Glycosylation, the modification of proteins by covalently-linked carbohydrates, is being increasingly recognized for its pivotal and varied roles in protein function. Glycans’ diverse structures enable their various effects on proteins and make them immensely difficult to study. Using computational methods, Professor Heather Mayes and her team uncover how small changes in carbohydrate structure can drastically change their effect on the proteins they modify, as well as how changes in protein structure affect their interactions with sugars. Uncovering the structure-function relationships that govern protein-sugar interactions will allow researchers to harness glycosylation as a powerful tool for biomolecular engineering.
Research information coming soon
Professor Sunitha Nagrath’s research focus is the development of advanced MEMS tools for understanding cell trafficking in cancer through isolation, characterization and study of circulating cell in peripheral blood of cancer patients. Her group works on isolating and studying rare cells from cancer patients. These studies will progress to the design and development of smart chips that use microfluidics and nanotechnology to make an impact in medicine and life sciences.

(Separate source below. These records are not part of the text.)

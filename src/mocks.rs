use std::path::{Path, PathBuf};

use crate::errors::{Result, SegEvalError};
use crate::traits::{LabelPair, LabelPairSource};

/// In-memory sample source for tests.
#[derive(Debug, Clone, Default)]
pub struct InMemoryPairSource {
    pairs: Vec<LabelPair>,
}

impl InMemoryPairSource {
    pub fn new(pairs: Vec<LabelPair>) -> Self {
        Self { pairs }
    }

    pub fn push(&mut self, pair: LabelPair) {
        self.pairs.push(pair);
    }
}

impl LabelPairSource for InMemoryPairSource {
    fn keys(&self) -> Result<Vec<PathBuf>> {
        Ok(self.pairs.iter().map(|pair| pair.key.clone()).collect())
    }

    fn load(&self, key: &Path) -> Result<LabelPair> {
        self.pairs
            .iter()
            .find(|pair| pair.key == key)
            .cloned()
            .ok_or_else(|| SegEvalError::FileSystem {
                path: key.to_path_buf(),
                operation: "mock lookup".to_string(),
                source: std::io::Error::new(std::io::ErrorKind::NotFound, "no such sample"),
            })
    }
}
//! Streaming evaluation of semantic segmentation results.
//!
//! [`SegmentationMetric`] accumulates per-class confusion counts from batches of ground truth,
//! prediction and validity mask and derives IoU, mean IoU and pixel accuracy on demand.
//! [`LabelColorMapper`] turns label maps into colour images for visual inspection.
//!
//! The library only emits `tracing` events; installing a subscriber is up to the caller.

pub mod color;
pub mod config;
pub mod errors;
pub mod evaluator;
pub mod label_image;
pub mod metric;
pub mod mocks;
pub mod palette;
pub mod source;
pub mod traits;

pub use color::{LabelColorMapper, UNKNOWN_LABEL};
pub use config::{Config, VisMode};
pub use errors::{Result, SegEvalError};
pub use evaluator::{Evaluator, VisualizationOptions};
pub use metric::{IouTable, MetricReport, SegmentationMetric};
pub use source::DirectoryPairSource;
pub use traits::*;
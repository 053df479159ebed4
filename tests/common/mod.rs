#![allow(dead_code)]

use phx_reconcile::{
	memory::{MemoryDom, MemoryElement},
	Config, NodeId, OutboundPush, Reconciler,
};
use tracing_subscriber::EnvFilter;

pub type TestReconciler = Reconciler<MemoryDom, Vec<OutboundPush>>;

pub fn init() {
	let _ = tracing_subscriber::fmt().with_env_filter(EnvFilter::from_default_env()).with_test_writer().try_init();
}

pub fn node(id: &str) -> NodeId {
	NodeId::from(id)
}

/// ```text
/// div#container
///   form#form
///     input#name
///     button#save[phx-disable-with]
///   ul#list
///     li#row-1 > button#delete-1
///     li#row-2
///   div#modal.modal > span#modal-title
/// ```
pub fn document() -> MemoryDom {
	MemoryDom::new(
		MemoryElement::new("div", "container")
			.child(
				MemoryElement::new("form", "form")
					.child(MemoryElement::new("input", "name").attr("type", "text"))
					.child(MemoryElement::new("button", "save").attr("type", "submit").attr("phx-disable-with", "Saving...").text("Save")),
			)
			.child(
				MemoryElement::new("ul", "list")
					.child(MemoryElement::new("li", "row-1").text("one").child(MemoryElement::new("button", "delete-1").attr("type", "button").text("Delete")))
					.child(MemoryElement::new("li", "row-2").text("two")),
			)
			.child(MemoryElement::new("div", "modal").class("modal").child(MemoryElement::new("span", "modal-title").text("Title"))),
	)
	.unwrap()
}

pub fn reconciler() -> TestReconciler {
	init();
	Reconciler::new(document(), Vec::new(), node("container"), Config::default())
}
//! Per-element counts of outstanding round trips.

use crate::{
	config::Config,
	counts::{CountSaturatedError, KindCounts},
	dom::Dom,
	error::LedgerError,
	node::{Kind, NodeId},
};
use hashbrown::HashMap;
use tracing::{error, instrument, trace};

/// Label swap state of a submit-capable element.
#[derive(Debug, Clone, PartialEq, Eq)]
pub struct SubmitLabel {
	pub disable_with: String,
	/// Captured when the label is swapped, restored when the submit count returns to zero.
	pub original_text: Option<String>,
}

/// One per DOM node that carries at least one interaction attribute.
#[derive(Debug, Clone, PartialEq, Eq)]
pub struct BindingRecord {
	pub node: NodeId,
	pending: KindCounts<u32>,
	/// Lookup relation only. The form's own record may be gone.
	pub owner_form: Option<NodeId>,
	pub submit_label: Option<SubmitLabel>,
}
impl BindingRecord {
	#[must_use]
	pub fn new(node: NodeId) -> Self {
		Self {
			node,
			pending: KindCounts::new(),
			owner_form: None,
			submit_label: None,
		}
	}

	/// Reads the authoring attributes of `node`.
	pub fn observe(dom: &impl Dom, node: &NodeId, config: &Config) -> Self {
		let mut record = Self::new(node.clone());
		record.owner_form = match dom.parent(node) {
			Some(parent) => dom.closest(&parent, "form").unwrap_or_else(|error| {
				error!("phx-reconcile bug: `form` rejected as selector: {}", error);
				None
			}),
			None => None,
		};
		if is_submit_capable(dom, node) {
			record.submit_label = dom.attribute(node, &config.attributes.disable_with).map(|disable_with| SubmitLabel { disable_with, original_text: None });
		}
		record
	}

	#[must_use]
	pub fn count(&self, kind: Kind) -> u32 {
		self.pending.get(kind)
	}

	#[must_use]
	pub fn is_idle(&self) -> bool {
		self.pending.is_zero()
	}

	pub fn active_kinds(&self) -> impl Iterator<Item = Kind> + '_ {
		self.pending.active()
	}
}

fn is_submit_capable(dom: &impl Dom, node: &NodeId) -> bool {
	match dom.tag_name(node).as_deref() {
		Some("BUTTON") => !matches!(dom.attribute(node, "type").as_deref(), Some("button" | "reset")),
		Some("INPUT") => matches!(dom.attribute(node, "type").as_deref(), Some("submit" | "image")),
		_ => false,
	}
}

/// Owns all [`BindingRecord`]s, keyed by node identity.
#[derive(Debug, Default)]
pub struct Ledger {
	records: HashMap<NodeId, BindingRecord>,
}
impl Ledger {
	#[must_use]
	pub fn new() -> Self {
		Self::default()
	}

	/// Registers `record` unless its node is already bound.
	pub fn bind(&mut self, record: BindingRecord) -> &mut BindingRecord {
		self.records.entry(record.node.clone()).or_insert(record)
	}

	#[must_use]
	pub fn record(&self, node: &NodeId) -> Option<&BindingRecord> {
		self.records.get(node)
	}

	pub fn record_mut(&mut self, node: &NodeId) -> Option<&mut BindingRecord> {
		self.records.get_mut(node)
	}

	/// Returns the new count. Unbound nodes are bound without form or label.
	#[instrument(skip(self))]
	pub fn increment(&mut self, node: &NodeId, kind: Kind) -> Result<u32, LedgerError> {
		let record = self.records.entry(node.clone()).or_insert_with(|| BindingRecord::new(node.clone()));
		let count = record.pending.increment(kind).map_err(|_| LedgerError::Saturated { node: node.clone(), kind })?;
		trace!(count, "Incremented.");
		Ok(count)
	}

	/// Returns the new count.
	///
	/// # Errors
	///
	/// [`LedgerError::Underflow`] if there's no outstanding push of `kind` on `node`. Counts are unchanged in that case.
	#[instrument(skip(self))]
	pub fn decrement(&mut self, node: &NodeId, kind: Kind) -> Result<u32, LedgerError> {
		let underflow = || LedgerError::Underflow { node: node.clone(), kind };
		let record = self.records.get_mut(node).ok_or_else(underflow)?;
		match record.pending.decrement(kind) {
			Ok(count) => {
				trace!(count, "Decremented.");
				Ok(count)
			}
			Err(CountSaturatedError::Underflow | CountSaturatedError::Overflow) => Err(underflow()),
		}
	}

	#[must_use]
	pub fn count(&self, node: &NodeId, kind: Kind) -> u32 {
		self.records.get(node).map_or(0, |record| record.count(kind))
	}

	/// True iff all kinds are zero. Unbound nodes are idle.
	#[must_use]
	pub fn is_idle(&self, node: &NodeId) -> bool {
		self.records.get(node).map_or(true, BindingRecord::is_idle)
	}

	/// Records whose owner form is `form`.
	pub fn owned_by<'a>(&'a self, form: &'a NodeId) -> impl Iterator<Item = &'a BindingRecord> + 'a {
		self.records.values().filter(move |record| record.owner_form.as_ref() == Some(form))
	}

	/// Drops records for which `keep` returns `false`, returning their nodes.
	pub fn prune(&mut self, mut keep: impl FnMut(&NodeId) -> bool) -> Vec<NodeId> {
		let mut pruned = Vec::new();
		self.records.retain(|node, _| {
			let keep = keep(node);
			if !keep {
				pruned.push(node.clone());
			}
			keep
		});
		pruned
	}

	#[must_use]
	pub fn len(&self) -> usize {
		self.records.len()
	}

	#[must_use]
	pub fn is_empty(&self) -> bool {
		self.records.is_empty()
	}
}
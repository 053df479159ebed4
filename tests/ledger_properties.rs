mod common;

use common::{node, reconciler};
use phx_reconcile::{dom::Dom, Kind, ProtocolError, Ref, Resolution};
use proptest::prelude::*;
use serde_json::json;

const NODES: [&str; 4] = ["row-1", "row-2", "list", "modal"];

#[derive(Debug, Clone)]
enum Step {
	Push { node: usize, kind: Kind },
	Resolve(prop::sample::Index),
	Fail(prop::sample::Index),
	/// Resolves an already resolved ref again.
	Replay(prop::sample::Index),
}

fn arb_step() -> impl Strategy<Value = Step> {
	prop_oneof![
		3 => (0..NODES.len(), prop::sample::select(Kind::ALL.to_vec())).prop_map(|(node, kind)| Step::Push { node, kind }),
		2 => any::<prop::sample::Index>().prop_map(Step::Resolve),
		1 => any::<prop::sample::Index>().prop_map(Step::Fail),
		1 => any::<prop::sample::Index>().prop_map(Step::Replay),
	]
}

proptest! {
	#![proptest_config(ProptestConfig::with_cases(64))]

	#[test]
	fn counts_follow_pushes_and_resolutions(steps in prop::collection::vec(arb_step(), 1..40)) {
		let mut reconciler = reconciler();
		let mut counts = [[0_u32; Kind::COUNT]; NODES.len()];
		let mut in_flight: Vec<(Ref, usize, Kind)> = Vec::new();
		let mut resolved: Vec<Ref> = Vec::new();

		for step in steps {
			match step {
				Step::Push { node: n, kind } => {
					let reference = reconciler.push_event(&node(NODES[n]), kind, "step", json!({}));
					counts[n][kind.index()] += 1;
					in_flight.push((reference, n, kind));
				}
				Step::Resolve(index) | Step::Fail(index) => {
					if in_flight.is_empty() {
						continue;
					}
					let (reference, n, kind) = in_flight.remove(index.index(in_flight.len()));
					let resolution = if matches!(step, Step::Fail(_)) { Resolution::Error("lost".into()) } else { Resolution::Ack(None) };
					let result = reconciler.resolve(reference, resolution);
					prop_assert!(result.is_ok(), "{:?}", result);
					counts[n][kind.index()] -= 1;
					resolved.push(reference);
				}
				Step::Replay(index) => {
					if resolved.is_empty() {
						continue;
					}
					let reference = resolved[index.index(resolved.len())];
					prop_assert_eq!(reconciler.resolve(reference, Resolution::Ack(None)), Err(ProtocolError::UnknownRef(reference)));
				}
			}

			for (n, id) in NODES.iter().enumerate() {
				let id = node(id);
				for kind in Kind::ALL {
					let expected = counts[n][kind.index()];
					prop_assert_eq!(reconciler.ledger().count(&id, kind), expected);
					prop_assert_eq!(reconciler.dom().has_class(&id, kind.loading_class()), expected > 0);
				}
				prop_assert_eq!(reconciler.ledger().is_idle(&id), counts[n].iter().all(|&count| count == 0));
			}
		}
		prop_assert_eq!(reconciler.pushes().len(), in_flight.len());
	}
}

Professor Andrew Putnam and his research group study the instructive role of the extracellular matrix (ECM) in the determination of cell fate, particularly on the role of matrix compliance (i.e., stiffness) and matrix remodeling during neovascularization. The team then seeks to leverage this fundamental knowledge to design instructive materials as synthetic ECMs for applications in regenerative medicine and as model systems in which to study disease.
Professor Peter Tessier and his group aim to develop next generation technologies for designing, discovering, engineering, characterizing, formulating and delivering biologics ranging from small affinity peptides to large monoclonal antibodies for molecular imaging, diagnostic and therapeutic applications. They use a wide range of experimental and computational approaches to generate new fundamental insights related to protein structure and function, molecular origins of protein-protein interactions, and sequence and structural determinants of key protein properties (stability, solubility, specificity and affinity). With an eye toward applications, the Tessier lab also develops novel high-throughput screening tools for discovering new biologics and identifying rare variants with drug-like properties for therapeutic applications.
Professor Greg Thurber and his group study molecules used to image diseased tissue, such as tumors, Alzheimer’s plaques and arterial plaques. The same features that allow imaging molecules to target particular tissues can also be turned to targeted drug delivery. With a fundamental understanding of how molecules distribute in the body, the team can design better molecules for imaging and therapies.
Professor Angela Violi and her research group investigate the formation and fate of nanoparticles in the environment. In particular, the group develops computer models of the long-term interactions between nanoparticles and biological structures. The models will help predict potential harmful effects of nanoparticles and approaches for remediation.
To achieve cellular engineering goals of harnessing T-cells to fight disease and engineering microbes for making biofuel, Professor Fei Wen and her group use biomolecular methods such as genetic and protein engineering and protein-based nanoparticles.